With no new product launches in 2008,
Paul Smith fragrance sales were disappointing, registering a decline of 20% as
compared to 2007. Paul Smith is a regional brand with a high concentration of
sales in Western Europe, especially the United Kingdom. We believe that the
difficult economic situation in that region, combined with no new product
launches, contributed to the sales decline. In 2007, Paul Smith fragrance sales
were basically unchanged from 2006 levels.
Despite
the challenging economic environment, European based prestige product sales,
which increased slightly in North America, showed strong growth in Eastern
Europe (up 28%), Middle East (up 30%), South America (up 23%) and Asia (up 11%)

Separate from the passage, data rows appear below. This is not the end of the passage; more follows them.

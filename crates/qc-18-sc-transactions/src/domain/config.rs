//! Codec configuration and validation
//!
//! # Example
//!
//! ```
//! use qc_18_sc_transactions::domain::{CodecConfigBuilder, RequestBodyFraming};
//!
//! let config = CodecConfigBuilder::new()
//!     .strict_checksum(true)
//!     .request_body_framing(RequestBodyFraming::LengthPrefixed)
//!     .max_request_body_len(4096)
//!     .build()
//!     .expect("valid config");
//! assert!(config.strict_checksum);
//! ```

use crate::errors::CodecError;
use serde::{Deserialize, Serialize};

/// Largest body a u16 length prefix can describe.
pub const MAX_FRAMED_BODY_LEN: usize = u16::MAX as usize;

/// How a request block's body is laid out after its chain id.
#[derive(Clone, Copy, Debug, Default, PartialEq, Eq, Serialize, Deserialize)]
#[serde(rename_all = "snake_case")]
pub enum RequestBodyFraming {
    /// A request block is exactly its 65-byte chain id. Bodies must be empty.
    #[default]
    Unframed,
    /// Chain id, then a u16 big-endian body length, then the body.
    LengthPrefixed,
}

/// What decode does with bytes left after the last declared block.
#[derive(Clone, Copy, Debug, Default, PartialEq, Eq, Serialize, Deserialize)]
#[serde(rename_all = "snake_case")]
pub enum TrailingDataPolicy {
    /// Fail with `TrailingData`.
    #[default]
    Reject,
    /// Ignore them; the outer framing may pad.
    Allow,
}

/// SC payload codec configuration
#[derive(Clone, Debug, PartialEq, Eq, Serialize, Deserialize)]
#[serde(default)]
pub struct CodecConfig {
    /// Re-validate the header checksum during decode
    pub strict_checksum: bool,
    /// Handling of bytes after the last block
    pub trailing_data: TrailingDataPolicy,
    /// Request body layout
    pub request_body_framing: RequestBodyFraming,
    /// Maximum request body length in bytes (length-prefixed framing only)
    pub max_request_body_len: usize,
}

impl Default for CodecConfig {
    fn default() -> Self {
        Self {
            strict_checksum: false,
            trailing_data: TrailingDataPolicy::Reject,
            request_body_framing: RequestBodyFraming::Unframed,
            max_request_body_len: MAX_FRAMED_BODY_LEN,
        }
    }
}

impl CodecConfig {
    /// Validate configuration bounds
    pub fn validate(&self) -> Result<(), CodecError> {
        if self.max_request_body_len > MAX_FRAMED_BODY_LEN {
            return Err(CodecError::InvalidConfig(format!(
                "max_request_body_len {} exceeds u16 length prefix ({})",
                self.max_request_body_len, MAX_FRAMED_BODY_LEN
            )));
        }

        if self.request_body_framing == RequestBodyFraming::LengthPrefixed
            && self.max_request_body_len == 0
        {
            return Err(CodecError::InvalidConfig(
                "max_request_body_len cannot be 0 with length-prefixed framing".to_string(),
            ));
        }

        Ok(())
    }

    /// Builder-style method to enable strict checksum validation
    pub fn with_strict_checksum(mut self, strict: bool) -> Self {
        self.strict_checksum = strict;
        self
    }

    /// Builder-style method to set the trailing data policy
    pub fn with_trailing_data(mut self, policy: TrailingDataPolicy) -> Self {
        self.trailing_data = policy;
        self
    }

    /// Builder-style method to set request body framing
    pub fn with_request_body_framing(mut self, framing: RequestBodyFraming) -> Self {
        self.request_body_framing = framing;
        self
    }
}

/// Builder for CodecConfig with validation
#[derive(Default)]
pub struct CodecConfigBuilder {
    strict_checksum: Option<bool>,
    trailing_data: Option<TrailingDataPolicy>,
    request_body_framing: Option<RequestBodyFraming>,
    max_request_body_len: Option<usize>,
}

impl CodecConfigBuilder {
    /// Builder with every field unset.
    pub fn new() -> Self {
        Self::default()
    }

    /// Enables strict checksum validation on decode.
    pub fn strict_checksum(mut self, strict: bool) -> Self {
        self.strict_checksum = Some(strict);
        self
    }

    /// Sets the trailing data policy.
    pub fn trailing_data(mut self, policy: TrailingDataPolicy) -> Self {
        self.trailing_data = Some(policy);
        self
    }

    /// Sets the request body framing.
    pub fn request_body_framing(mut self, framing: RequestBodyFraming) -> Self {
        self.request_body_framing = Some(framing);
        self
    }

    /// Sets the request body limit.
    pub fn max_request_body_len(mut self, len: usize) -> Self {
        self.max_request_body_len = Some(len);
        self
    }

    /// Build the CodecConfig, validating all parameters
    pub fn build(self) -> Result<CodecConfig, CodecError> {
        let defaults = CodecConfig::default();

        let config = CodecConfig {
            strict_checksum: self.strict_checksum.unwrap_or(defaults.strict_checksum),
            trailing_data: self.trailing_data.unwrap_or(defaults.trailing_data),
            request_body_framing: self
                .request_body_framing
                .unwrap_or(defaults.request_body_framing),
            max_request_body_len: self
                .max_request_body_len
                .unwrap_or(defaults.max_request_body_len),
        };

        config.validate()?;
        Ok(config)
    }
}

in local currency for the year ended December 31, 2008, as compared to the prior
year.
We are
preparing for a very active 2009 new product launch schedule for European-based
operations which began in January with the global rollout of the men’s version
of Burberry The Beat.
We also have a new Paul Smith fragrance for men, and a Lanvin L’Homme Sport line, with
tennis star, Rafael Nadel as its spokesperson. The Quiksilver signature
fragrance for men is also in our rollout schedule, as is a limited edition,
high-end women’s fragrance for the Van Cleef & Arpels brand.
With
respect to our United States specialty retail and mass market products, net
sales were up an additional 1% in 2008 after rising 15% in 2007 and 49% in 2006.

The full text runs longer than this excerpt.